Say What?
Posted by: Ella Hushagen on Apr 13, 2009
Last week, the New York Times published an editorial arguing against universal coverage. Penned by conservative National Review editor Ramesh Ponnuru, it is out of touch at best, and deceptive at worst.
The author's main tenet is,
America's dysfunctional health care financing system needs to be reformed. But the goal should not be universal coverage. Reform should simply aim to make health insurance more affordable and portable.
By decoupling health care costs and health care coverage, he suggests that it would be okay to tackle health care costs while leaving millions uninsured. However, health economists like Ken Thorpe have long argued that we all pay the costs of uncompensated care for the uninsured through higher premiums.
Ponnuru goes on to say,
The moral case for universal coverage is that we have an obligation to see to it that the poor and the near-poor have access to good health care. But universal coverage is only one way of realizing that goal, and not necessarily the best one.
Come again? Health coverage is an unrelenting indicator of health-better health status and outcomes for those with insurance, worse for those without. Uninsured adults are less likely to receive preventive care, more likely to be diagnosed with serious disease at an advanced stage, more likely to delay seeking necessary care, and more likely to die prematurely. Being uninsured has similarly devastating effects on families' financial health.

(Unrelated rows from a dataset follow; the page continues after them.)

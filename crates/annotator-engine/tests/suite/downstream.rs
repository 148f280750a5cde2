use std::path::{Path, PathBuf};

use annotator_config::AnalysisMode;
use annotator_engine::Annotator;
use pretty_assertions::assert_eq;
use serde_json::Value;

use super::analyzer::{
    config, downstream_config, error, method_fix, method_info, offset_of, parameter_fix, Reports, ScriptedAnalyzer,
    Workspace, DOWNSTREAM_BUILD, NO_FIX, TARGET_BUILD,
};

const CLASS: &str = "demo.Box";
const TAKE: &str = "take(java.lang.Object)";

const BOX: &str = r#"package demo;

public class Box {
    public Object get() {
        return null;
    }

    public void take(Object value) {
    }

    public Object unused() {
        return new Object();
    }
}
"#;

const MAIN: &str = r#"package app;

public class Main {
    void main(demo.Box box) {
        box.get().toString();
        box.take(box.get());
    }
}
"#;

struct Fixture {
    _dir: tempfile::TempDir,
    root: PathBuf,
    target: PathBuf,
    app: PathBuf,
}

fn fixture() -> Fixture {
    let dir = tempfile::tempdir().unwrap();
    let root = dir.path().to_path_buf();
    let target = root.join("lib/src/demo/Box.java");
    let app = root.join("app/src/app/Main.java");
    for (path, text) in [(&target, BOX), (&app, MAIN)] {
        std::fs::create_dir_all(path.parent().unwrap()).unwrap();
        std::fs::write(path, text).unwrap();
    }
    Fixture {
        _dir: dir,
        root,
        target,
        app,
    }
}

/// `get()` returns null; nothing else in the target reports errors.
fn target_rules(path: PathBuf) -> impl Fn(&Workspace<'_>) -> Reports + Send + Sync + 'static {
    move |_: &Workspace<'_>| {
        let text = std::fs::read_to_string(&path).unwrap();
        let mut errors = Vec::new();
        if !text.contains("@Nullable public Object get()") {
            errors.push(error(
                "RETURN_NULLABLE",
                "returning @Nullable expression from method with @NonNull return type",
                (CLASS, "get()"),
                offset_of(&text, "return null"),
                &path,
                &method_fix(CLASS, "get()", &path),
            ));
        }
        Reports {
            errors,
            methods: vec![
                method_info(0, CLASS, "get()", 0, true, &path),
                method_info(1, CLASS, TAKE, 1, false, &path),
                method_info(2, CLASS, "unused()", 0, true, &path),
            ],
            class_info: vec![format!("{CLASS}\t{}", path.display())],
            ..Reports::default()
        }
    }
}

fn get_is_modeled_nullable(workspace: &Workspace<'_>) -> bool {
    workspace
        .read("library-model/nullable-methods.tsv")
        .lines()
        .any(|line| line == format!("{CLASS}\tget()"))
}

fn app_reports(errors: Vec<String>) -> Reports {
    Reports {
        errors,
        calls: vec![
            format!("app.Main\tmain(demo.Box)\tget()\t{CLASS}"),
            format!("app.Main\tmain(demo.Box)\t{TAKE}\t{CLASS}"),
        ],
        ..Reports::default()
    }
}

fn read_reports(root: &Path) -> Vec<Value> {
    let text = std::fs::read_to_string(root.join("out/reports.json")).unwrap();
    let value: Value = serde_json::from_str(&text).unwrap();
    value["REPORTS"].as_array().unwrap().clone()
}

#[test]
fn downstream_errors_outweigh_a_local_improvement() {
    let fixture = fixture();
    let app = fixture.app.clone();
    let (analyzer, runner) = ScriptedAnalyzer::new(&fixture.root, target_rules(fixture.target.clone()))
        .with_downstream(move |workspace| {
            let text = std::fs::read_to_string(&app).unwrap();
            let errors = if get_is_modeled_nullable(workspace) {
                ["box.get().toString()", "box.take(box.get())"]
                    .iter()
                    .map(|needle| {
                        error(
                            "DEREFERENCE_NULLABLE",
                            "dereferenced expression box.get() is @Nullable",
                            ("app.Main", "main(demo.Box)"),
                            offset_of(&text, needle),
                            &app,
                            NO_FIX,
                        )
                    })
                    .collect()
            } else {
                Vec::new()
            };
            app_reports(errors)
        })
        .into_runner();
    let mut config = downstream_config(config(&fixture.root), &fixture.root);
    config.mode = AnalysisMode::LowerBound;

    let summary = Annotator::new(config, runner, &fixture.root).unwrap().run().unwrap();

    assert!(summary.applied.is_empty());
    let source = std::fs::read_to_string(&fixture.target).unwrap();
    assert!(source.contains("    public Object get() {"), "{source}");
    assert_eq!(summary.log.downstream_seeds, 1);
    assert_eq!(
        analyzer.builds(),
        vec![TARGET_BUILD, DOWNSTREAM_BUILD, DOWNSTREAM_BUILD, TARGET_BUILD]
    );

    let reports = read_reports(&fixture.root);
    assert_eq!(reports.len(), 1);
    assert_eq!(reports[0]["LOCAL EFFECT"], -1);
    assert_eq!(reports[0]["Lower Bound EFFECT"], 2);
    assert_eq!(reports[0]["OVERALL EFFECT"], 1);

    let model = fixture.root.join("library-model/nullable-methods.tsv");
    assert_eq!(std::fs::read_to_string(model).unwrap(), "");
}

#[test]
fn target_parameters_absorb_downstream_impact() {
    let fixture = fixture();
    let app = fixture.app.clone();
    let target = fixture.target.clone();
    let (analyzer, runner) = ScriptedAnalyzer::new(&fixture.root, target_rules(fixture.target.clone()))
        .with_downstream(move |workspace| {
            let text = std::fs::read_to_string(&app).unwrap();
            let errors = if get_is_modeled_nullable(workspace) {
                vec![error(
                    "PASS_NULLABLE",
                    "passing @Nullable parameter 'box.get()' where @NonNull is required",
                    ("app.Main", "main(demo.Box)"),
                    offset_of(&text, "box.take(box.get())"),
                    &app,
                    &parameter_fix(CLASS, TAKE, 0, &target),
                )]
            } else {
                Vec::new()
            };
            app_reports(errors)
        })
        .into_runner();
    let mut config = downstream_config(config(&fixture.root), &fixture.root);
    config.mode = AnalysisMode::LowerBound;

    let summary = Annotator::new(config, runner, &fixture.root).unwrap().run().unwrap();

    let source = std::fs::read_to_string(&fixture.target).unwrap();
    assert!(source.contains("@Nullable public Object get()"), "{source}");
    assert!(source.contains("take(@Nullable Object value)"), "{source}");
    assert_eq!(summary.applied.len(), 2);

    let reports = read_reports(&fixture.root);
    assert_eq!(reports.len(), 1);
    assert_eq!(reports[0]["Lower Bound EFFECT"], 0);
    assert_eq!(reports[0]["OVERALL EFFECT"], -1);
    assert_eq!(
        analyzer.builds(),
        vec![TARGET_BUILD, DOWNSTREAM_BUILD, DOWNSTREAM_BUILD, TARGET_BUILD, TARGET_BUILD]
    );

    // Applied methods stay modeled as nullable for later downstream builds.
    let model = fixture.root.join("library-model/nullable-methods.tsv");
    assert_eq!(std::fs::read_to_string(model).unwrap(), format!("{CLASS}\tget()\n"));
}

The author proposes a McCain-like solution to the health care affordability problem: Eliminate the tax preference for employer-sponsored insurance and wipe out all existing insurance regulation. Health Affairs published an article in September 2008 modeling this type of plan; this study found:
The elimination of the income tax preference for employer-sponsored insurance would cause twenty million Americans to lose such coverage. We note, however, that the effect could be much larger.... The McCain plan will not enable many more Americans to obtain health insurance.
This kind of plan leaves consumers all alone and on their own in a wild-west insurance market with no legal protections. According to the Kaiser Family Foundation's January 2009 survey data, the public rejects this vision of reform:
A resounding 78 percent favor requiring insurance companies to take all comers, regardless of their pre-existing conditions. More than 6 in 10 Americans want to rein in the insurance industry's administrative spending and profit.
Controlling health care costs and achieving universal health coverage go hand in hand. And who says we have to choose anyway? Americans deserve a health care system that provides affordable, quality health care to everyone, and we have the capacity and the motivation to build it this year.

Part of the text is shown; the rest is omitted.